Who remembers this story? I used to read this Golden Book and a few other books repeatedly in my pre-school era. I wonder how much this early experience has influenced my life. I suspect that it has a lot to do with how I behave and view the world now.


(A Golden Book, New York) Western Publishing Company, Inc, Racine, WI 53404
Once there was a Little Red Hen who lived in a barnyard with her three chicks and a duck, a pig and a cat.
One day the Little Red Hen found some grains of wheat. "Look look!" she clucked. "Who will help me plant this wheat?"
"Not I", quaked the duck, and he waddled away.
"Not I", oinked the pig, and he trotted away.
"Not I, meowed the cat, and he padded away.
"Then I will plant it myself," said the Little Red Hen. And she did.
When the wheat was tall and golden, the Little Red Hen knew it was ready to be cut. "Who will help me cut the wheat?" she asked.
"Not I," said the duck.
"Not I," said the pig.
"Not I," said the cat
"Then I will cut this wheat myself". And she did.
"Now", said the Little Red Hen, "it is time to take the wheat to the miller so he can grind it into flour.
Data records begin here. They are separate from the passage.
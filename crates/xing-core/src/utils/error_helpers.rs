//! Conversions from reqwest failures into [`TransportError`]

use crate::error::TransportError;

/// Convert reqwest errors to TransportError with endpoint context
pub fn convert_request_error(error: reqwest::Error, endpoint: &str, timeout_secs: u64) -> TransportError {
    if error.is_timeout() {
        return convert_timeout_error(endpoint, timeout_secs);
    }

    TransportError::Http {
        status: error.status().map(|s| s.as_u16()).unwrap_or(0),
        endpoint: endpoint.to_string(),
        message: error.to_string(),
    }
}

/// Convert timeout errors to TransportError with endpoint context
pub fn convert_timeout_error(endpoint: &str, timeout_secs: u64) -> TransportError {
    TransportError::Timeout {
        timeout_secs,
        endpoint: endpoint.to_string(),
    }
}

/// Convert failures while reading a response body
pub fn convert_body_error(error: reqwest::Error, endpoint: &str, status: u16) -> TransportError {
    TransportError::Http {
        status,
        endpoint: endpoint.to_string(),
        message: format!("Failed to read response body: {}", error),
    }
}
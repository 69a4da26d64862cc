// Field registries for XING resources

/// Every field the users endpoints can return.
///
/// Requests that carry a `user_fields` parameter without a value ask for
/// all of these.
pub const AVAILABLE_USER_FIELDS: &[&str] = &[
    "id",
    "first_name",
    "last_name",
    "display_name",
    "page_name",
    "permalink",
    "employment_status",
    "gender",
    "birth_date",
    "active_email",
    "time_zone",
    "premium_services",
    "badges",
    "wants",
    "haves",
    "interests",
    "organisation_member",
    "languages",
    "private_address",
    "business_address",
    "web_profiles",
    "instant_messaging_accounts",
    "professional_experience",
    "educational_background",
    "photo_urls",
];

/// Comma-joined form of [`AVAILABLE_USER_FIELDS`], as the API expects it
pub fn all_user_fields() -> String {
    AVAILABLE_USER_FIELDS.join(",")
}
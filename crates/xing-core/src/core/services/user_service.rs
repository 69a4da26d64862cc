//! User calls on top of [`Request`]

use crate::Result;
use crate::api::params::ParameterSet;
use crate::api::request::Request;
use crate::api::response::{ContentType, Decoded};
use crate::api::transport::{AuthenticatedTransport, Verb};
use crate::utils::validation::validate_user_id;
use serde_json::Value;

/// User service for profile, contact and status calls
pub struct UserService<T> {
    request: Request<T>,
}

impl<T: AuthenticatedTransport> UserService<T> {
    pub fn new(request: Request<T>) -> Self {
        Self { request }
    }

    /// Profile of the authorizing user
    pub async fn me(&self, user_fields: Option<&str>) -> Result<Value> {
        self.user("me", user_fields).await
    }

    /// Profile of one user; `user_fields` of `None` asks for every field
    pub async fn user(&self, user_id: &str, user_fields: Option<&str>) -> Result<Value> {
        validate_user_id(user_id)?;
        let params = ParameterSet::new().with("user_fields", user_fields);
        self.get(&format!("v1/users/{}", user_id), &params).await
    }

    /// One page of a user's contacts
    pub async fn contacts(
        &self,
        user_id: &str,
        limit: Option<u32>,
        offset: Option<u32>,
        user_fields: Option<&str>,
    ) -> Result<Value> {
        validate_user_id(user_id)?;
        let mut params = ParameterSet::new();
        if let Some(limit) = limit {
            params.insert("limit", limit);
        }
        params.insert("offset", offset);
        params.insert("user_fields", user_fields);

        self.get(&format!("v1/users/{}/contacts", user_id), &params)
            .await
    }

    /// Replace the user's status message
    pub async fn update_status_message(&self, user_id: &str, message: &str) -> Result<()> {
        validate_user_id(user_id)?;
        let params = ParameterSet::new().with("message", message);
        self.request
            .execute(
                Verb::Post,
                &format!("v1/users/{}/status_message", user_id),
                Some(&params),
                ContentType::Text,
            )
            .await?;
        Ok(())
    }

    async fn get(&self, endpoint: &str, params: &ParameterSet) -> Result<Value> {
        let decoded = self
            .request
            .execute(Verb::Get, endpoint, Some(params), ContentType::Json)
            .await?;

        Ok(match decoded {
            Decoded::Structured(value) => value,
            Decoded::Text(text) => Value::String(text),
            Decoded::Empty => Value::Null,
        })
    }
}
pub fn print_verbose(verbose: bool, msg: &str) {
    if verbose {
        eprintln!("Verbose: {}", msg);
    }
}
Who will help me?"
"Not I," said the duck.
"Not I," said the pig.
"Not I," said the cat.
"Then I will take the wheat to the miller myself," said the Little Red Hen. And she did.
The miller ground the wheat into fine white flour and put it into a sack for the Little Red Hen.
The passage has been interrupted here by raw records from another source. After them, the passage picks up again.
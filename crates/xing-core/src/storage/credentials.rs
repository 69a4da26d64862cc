//! OAuth credential management
//!
//! Credentials come from the environment. Obtaining them (the OAuth
//! handshake) happens elsewhere; this module only reads what it produced.

use crate::error::ConfigError;
use std::env;

pub const CONSUMER_KEY_VAR: &str = "XING_CONSUMER_KEY";
pub const CONSUMER_SECRET_VAR: &str = "XING_CONSUMER_SECRET";
pub const OAUTH_TOKEN_VAR: &str = "XING_OAUTH_TOKEN";
pub const OAUTH_TOKEN_SECRET_VAR: &str = "XING_OAUTH_TOKEN_SECRET";

/// Consumer and access token pair used to sign requests
#[derive(Debug, Clone, PartialEq, Eq)]
pub struct OAuthCredentials {
    pub consumer_key: String,
    pub consumer_secret: String,
    pub token: String,
    pub token_secret: String,
}

impl OAuthCredentials {
    pub fn new(
        consumer_key: impl Into<String>,
        consumer_secret: impl Into<String>,
        token: impl Into<String>,
        token_secret: impl Into<String>,
    ) -> Self {
        Self {
            consumer_key: consumer_key.into(),
            consumer_secret: consumer_secret.into(),
            token: token.into(),
            token_secret: token_secret.into(),
        }
    }

    /// Read all four values from the environment.
    ///
    /// `consumer_key` overrides `XING_CONSUMER_KEY` when given.
    pub fn from_env(consumer_key: Option<&str>) -> Result<Self, ConfigError> {
        let consumer_key = match consumer_key.filter(|k| !k.is_empty()) {
            Some(key) => key.to_string(),
            None => require_var(CONSUMER_KEY_VAR)?,
        };

        Ok(Self {
            consumer_key,
            consumer_secret: require_var(CONSUMER_SECRET_VAR)?,
            token: require_var(OAUTH_TOKEN_VAR)?,
            token_secret: require_var(OAUTH_TOKEN_SECRET_VAR)?,
        })
    }
}

/// Get a non-empty environment variable
pub fn get_var(name: &str) -> Option<String> {
    env::var(name).ok().filter(|v| !v.is_empty())
}

/// Check if a full set of credentials is configured
pub fn has_credentials() -> bool {
    [
        CONSUMER_KEY_VAR,
        CONSUMER_SECRET_VAR,
        OAUTH_TOKEN_VAR,
        OAUTH_TOKEN_SECRET_VAR,
    ]
    .iter()
    .all(|name| get_var(name).is_some())
}

fn require_var(name: &str) -> Result<String, ConfigError> {
    get_var(name).ok_or_else(|| ConfigError::MissingField {
        field: name.to_string(),
        hint: format!("export {}=<value> and try again", name),
    })
}

#[cfg(test)]
mod tests {
    use super::*;
    use std::sync::Mutex;

    // Tests below touch process-wide environment variables.
    static ENV_LOCK: Mutex<()> = Mutex::new(());

    const ALL_VARS: [&str; 4] = [
        CONSUMER_KEY_VAR,
        CONSUMER_SECRET_VAR,
        OAUTH_TOKEN_VAR,
        OAUTH_TOKEN_SECRET_VAR,
    ];

    fn with_env<F: FnOnce()>(values: &[(&str, &str)], test: F) {
        let _guard = ENV_LOCK.lock().unwrap_or_else(|e| e.into_inner());

        // Save original state
        let original: Vec<_> = ALL_VARS.iter().map(|n| (*n, env::var(n).ok())).collect();

        unsafe {
            for name in ALL_VARS {
                env::remove_var(name);
            }
            for (name, value) in values {
                env::set_var(name, value);
            }
        }

        test();

        // Restore original state
        unsafe {
            for (name, value) in original {
                match value {
                    Some(value) => env::set_var(name, value),
                    None => env::remove_var(name),
                }
            }
        }
    }

    #[test]
    fn test_from_env_when_set() {
        with_env(
            &[
                (CONSUMER_KEY_VAR, "ck"),
                (CONSUMER_SECRET_VAR, "cs"),
                (OAUTH_TOKEN_VAR, "tk"),
                (OAUTH_TOKEN_SECRET_VAR, "ts"),
            ],
            || {
                assert!(has_credentials());
                assert_eq!(
                    OAuthCredentials::from_env(None).unwrap(),
                    OAuthCredentials::new("ck", "cs", "tk", "ts")
                );
            },
        );
    }

    #[test]
    fn test_consumer_key_override() {
        with_env(
            &[
                (CONSUMER_SECRET_VAR, "cs"),
                (OAUTH_TOKEN_VAR, "tk"),
                (OAUTH_TOKEN_SECRET_VAR, "ts"),
            ],
            || {
                assert!(!has_credentials());
                let creds = OAuthCredentials::from_env(Some("from_config")).unwrap();
                assert_eq!(creds.consumer_key, "from_config");
            },
        );
    }

    #[test]
    fn test_from_env_when_empty_or_missing() {
        with_env(&[(CONSUMER_KEY_VAR, ""), (CONSUMER_SECRET_VAR, "cs")], || {
            assert_eq!(get_var(CONSUMER_KEY_VAR), None);
            match OAuthCredentials::from_env(None) {
                Err(ConfigError::MissingField { field, .. }) => {
                    assert_eq!(field, CONSUMER_KEY_VAR)
                }
                other => panic!("expected MissingField, got {:?}", other),
            }
        });
    }
}
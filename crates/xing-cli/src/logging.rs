//! Diagnostic output for the command line
//!
//! xing-core logs through the `log` facade. The subscriber installed here
//! picks those records up through the `tracing-log` bridge and writes them
//! to stderr, leaving stdout to command output.

use tracing_subscriber::fmt;
use tracing_subscriber::layer::SubscriberExt;
use tracing_subscriber::util::SubscriberInitExt;
use tracing_subscriber::EnvFilter;

/// Filter used when `RUST_LOG` is not set.
pub fn default_directive(verbose: bool) -> &'static str {
    if verbose {
        "warn,xing_core=debug,xing_cli=debug"
    } else {
        "warn"
    }
}

fn create_env_filter(verbose: bool) -> EnvFilter {
    EnvFilter::try_from_default_env().unwrap_or_else(|_| EnvFilter::new(default_directive(verbose)))
}

/// Install the global subscriber. Only the first call takes effect.
pub fn init_logging(verbose: bool) {
    let _ = tracing_subscriber::registry()
        .with(create_env_filter(verbose))
        .with(
            fmt::layer()
                .with_writer(std::io::stderr)
                .with_target(verbose)
                .without_time(),
        )
        .try_init();
}
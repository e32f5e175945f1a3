//! Command implementations for the ipmap CLI

pub mod build;
pub mod reduce;
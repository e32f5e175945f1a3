//! Address & range primitives
//!
//! Big-endian arithmetic over IPv4 (4 byte) and IPv6 (16 byte) addresses.
//! Ranges are either CIDR prefixes (`IpNetwork`) or inclusive
//! `[first, last]` address pairs; `last_address` and `decompose_range`
//! convert between the two.
//!
//! # Example
//!
//! ```
//! use ipmap_protocol::range::decompose_range;
//!
//! let first = "1.0.255.255".parse().unwrap();
//! let last = "1.1.255.255".parse().unwrap();
//! let prefixes = decompose_range(first, last).unwrap();
//!
//! let text: Vec<String> = prefixes.iter().map(|p| p.to_string()).collect();
//! assert_eq!(text, ["1.0.255.255/32", "1.1.0.0/16"]);
//! ```

use std::net::{IpAddr, Ipv4Addr, Ipv6Addr};

use ipnetwork::IpNetwork;

use crate::{ProtocolError, Result};

/// Prefix length of a single host for the address's family (32 or 128)
#[inline]
pub fn max_prefix_len(address: IpAddr) -> u8 {
    match address {
        IpAddr::V4(_) => 32,
        IpAddr::V6(_) => 128,
    }
}

/// Build the prefix `address/len` without normalizing the base address
pub fn prefix(address: IpAddr, len: u8) -> Result<IpNetwork> {
    IpNetwork::new(address, len).map_err(|_| ProtocolError::invalid_prefix_length(address, len))
}

/// Next address in big-endian order, wrapping to all-zeros on overflow
///
/// The wrap is well defined: `255.255.255.255` is followed by `0.0.0.0`.
/// Use [`successor_checked`] where crossing the top of the address space
/// must not look like contiguity.
#[inline]
pub fn successor(address: IpAddr) -> IpAddr {
    step(address).0
}

/// Next address, or `None` when `address` is the last one of its family
#[inline]
pub fn successor_checked(address: IpAddr) -> Option<IpAddr> {
    let (next, wrapped) = step(address);
    (!wrapped).then_some(next)
}

/// Last address covered by `network`
///
/// Each byte of the base address is OR-ed with the inverse of the
/// corresponding mask byte.
pub fn last_address(network: &IpNetwork) -> IpAddr {
    match network {
        IpNetwork::V4(net) => {
            let mut octets = net.ip().octets();
            or_inverse(&mut octets, &net.mask().octets());
            IpAddr::V4(Ipv4Addr::from(octets))
        }
        IpNetwork::V6(net) => {
            let mut octets = net.ip().octets();
            or_inverse(&mut octets, &net.mask().octets());
            IpAddr::V6(Ipv6Addr::from(octets))
        }
    }
}

/// Minimal ascending CIDR cover of the inclusive range `[first, last]`
///
/// At every step the widest prefix that is anchored at the current start
/// (its base address equals the start) and ends at or before `last` is
/// emitted, then the start moves past it. The result is non-overlapping,
/// gap-free and covers exactly `[first, last]`.
///
/// # Errors
///
/// `FamilyMismatch` when the endpoints differ in family, `InvertedRange`
/// when `first > last`.
pub fn decompose_range(first: IpAddr, last: IpAddr) -> Result<Vec<IpNetwork>> {
    if first.is_ipv4() != last.is_ipv4() {
        return Err(ProtocolError::family_mismatch(first, last));
    }
    if first > last {
        return Err(ProtocolError::inverted(first, last));
    }

    let host_len = max_prefix_len(first);
    let mut prefixes = Vec::new();
    let mut current = first;

    loop {
        let mut widest = prefix(current, host_len)?;

        // Alignment and fit are both monotone in the prefix length, so the
        // first failing candidate ends the scan.
        for len in (0..host_len).rev() {
            let candidate = prefix(current, len)?;
            if candidate.network() != current || last_address(&candidate) > last {
                break;
            }
            widest = candidate;
        }

        let end = last_address(&widest);
        prefixes.push(widest);

        if end >= last {
            break;
        }
        match successor_checked(end) {
            Some(next) => current = next,
            None => break,
        }
    }

    Ok(prefixes)
}

/// Add one with carry from the least significant byte.
///
/// Returns the new address and whether the carry fell off the top.
fn step(address: IpAddr) -> (IpAddr, bool) {
    match address {
        IpAddr::V4(addr) => {
            let mut octets = addr.octets();
            let wrapped = increment(&mut octets);
            (IpAddr::V4(Ipv4Addr::from(octets)), wrapped)
        }
        IpAddr::V6(addr) => {
            let mut octets = addr.octets();
            let wrapped = increment(&mut octets);
            (IpAddr::V6(Ipv6Addr::from(octets)), wrapped)
        }
    }
}

fn increment(bytes: &mut [u8]) -> bool {
    for byte in bytes.iter_mut().rev() {
        let (value, carry) = byte.overflowing_add(1);
        *byte = value;
        if !carry {
            return false;
        }
    }
    true
}

#[inline]
fn or_inverse(bytes: &mut [u8], mask: &[u8]) {
    for (byte, mask) in bytes.iter_mut().zip(mask) {
        *byte |= !mask;
    }
}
When she returned to the barnyard, the Little Red Hen asked, "Who will help me make this flour into dough?"
Not I," said the duck, the pig and the cat all at once.
"Then I will make the dough myself," said the Little Red Hen. And she did.
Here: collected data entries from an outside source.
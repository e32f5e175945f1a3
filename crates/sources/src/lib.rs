//! ipmap Sources - Block producers for the merge pipeline
//!
//! Origins only implement [`Loadable`]: hand back every block, in any
//! order, once. [`BlockSource`] turns a loadable into a sorted, pull-based
//! [`Source`] that the merge stages consume.
//!
//! # Available Loadables
//!
//! - **Static** - blocks already in memory
//! - **Map file** - `<cidr> <label>` lines, the format ipmap writes
//! - **List file** - one CIDR per line with a fixed label
//!
//! Vendor-specific fetchers (cloud JSON, geo databases) plug in by
//! implementing `Loadable`.
//!
//! # Example
//!
//! ```ignore
//! use ipmap_sources::{BlockSource, MapFileLoadable, Source};
//!
//! let mut source = BlockSource::new(MapFileLoadable::new("aws", "maps/ip_to_aws"), false);
//! while let Some(block) = source.next()? {
//!     println!("{block}");
//! }
//! ```

mod block_source;
mod error;
mod file;
mod loadable;

pub use block_source::{BlockSource, Source};
pub use error::{Result, SourceError};
pub use file::{ListFileLoadable, MapFileLoadable};
pub use loadable::{Loadable, StaticLoadable};
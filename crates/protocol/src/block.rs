//! Block - a labelled CIDR prefix
//!
//! Blocks are immutable after construction. Every pipeline stage takes
//! ownership of the blocks it is handed; fan-out clones share the label.

use std::cmp::Ordering;
use std::fmt;
use std::net::IpAddr;
use std::str::FromStr;

use ipnetwork::IpNetwork;

use crate::range::{last_address, prefix};
use crate::{Label, ProtocolError, Result};

/// A CIDR prefix carrying a label
///
/// The base address is always normalized to the network address, so
/// `10.0.0.7/24` is stored as `10.0.0.0/24`.
///
/// # Ordering
///
/// All IPv4 blocks sort before all IPv6 blocks. Within a family blocks sort
/// by base address, then by label, then by prefix length (wider first).
///
/// ```
/// use ipmap_protocol::Block;
///
/// let a = Block::parse("10.0.0.0/24", "X").unwrap();
/// let b = Block::parse("10.0.0.0/25", "Y").unwrap();
/// let c = Block::parse("::/0", "A").unwrap();
/// assert!(a < b);
/// assert!(b < c);
/// ```
#[derive(Debug, Clone, PartialEq, Eq, Hash)]
pub struct Block {
    network: IpNetwork,
    label: Label,
}

impl Block {
    /// Create a block, normalizing the base address
    pub fn new(network: IpNetwork, label: impl Into<Label>) -> Self {
        let network = prefix(network.network(), network.prefix()).unwrap_or(network);
        Self {
            network,
            label: label.into(),
        }
    }

    /// Parse CIDR text (`10.0.0.0/8`, `2001:db8::/32`, or a bare address)
    ///
    /// # Errors
    ///
    /// Returns `MalformedRange` if the text is not a valid address or prefix.
    pub fn parse(cidr: &str, label: impl Into<Label>) -> Result<Self> {
        let network = IpNetwork::from_str(cidr.trim())
            .map_err(|e| ProtocolError::malformed(cidr, e))?;
        Ok(Self::new(network, label))
    }

    /// The normalized prefix
    #[inline]
    pub fn network(&self) -> IpNetwork {
        self.network
    }

    /// First address covered (the base address)
    #[inline]
    pub fn first(&self) -> IpAddr {
        self.network.ip()
    }

    /// Last address covered
    #[inline]
    pub fn last(&self) -> IpAddr {
        last_address(&self.network)
    }

    /// Prefix length
    #[inline]
    pub fn prefix_len(&self) -> u8 {
        self.network.prefix()
    }

    /// The block's label
    #[inline]
    pub fn label(&self) -> &Label {
        &self.label
    }

    #[inline]
    pub fn is_ipv4(&self) -> bool {
        self.network.is_ipv4()
    }
}

impl Ord for Block {
    fn cmp(&self, other: &Self) -> Ordering {
        // IpAddr orders V4 before V6, then numerically within a family.
        self.first()
            .cmp(&other.first())
            .then_with(|| self.label.cmp(&other.label))
            .then_with(|| self.prefix_len().cmp(&other.prefix_len()))
    }
}

impl PartialOrd for Block {
    fn partial_cmp(&self, other: &Self) -> Option<Ordering> {
        Some(self.cmp(other))
    }
}

/// Map line format: `<cidr> <label>`
impl fmt::Display for Block {
    fn fmt(&self, f: &mut fmt::Formatter<'_>) -> fmt::Result {
        write!(f, "{} {}", self.network, self.label)
    }
}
When the dough was rready to go into the oven, the Little Red Hen asked, "Who will help me bake the bread?"
"Not I," said the duck.
"Not I," said the pig.
"Not I," said the cat.
"Then I wll bake it myself," said the Little Red Hen. And she did.
Soon the bread was ready. As she took it from the oven, the Little Red Hen asked, "Well who wil help me eat this warm, fresh bread?"
"I will," said the duck.
"I will," said the pig.
"I will," said the cat.
"No you won't," said the Little Red Hen. "You wouldn't help me plant the seeds, cut the wheat, go to the miller, make the dough or bake the bread. Now, my three chicks and I will eat this bread ourselves!"
And that's just what they did.



Less related to security and retirement is the Disney book about Mickey, Donald, Goofy and Pluto touring the USA by automobile.

Do you remember any special early reading that might still be influencing your thinking today?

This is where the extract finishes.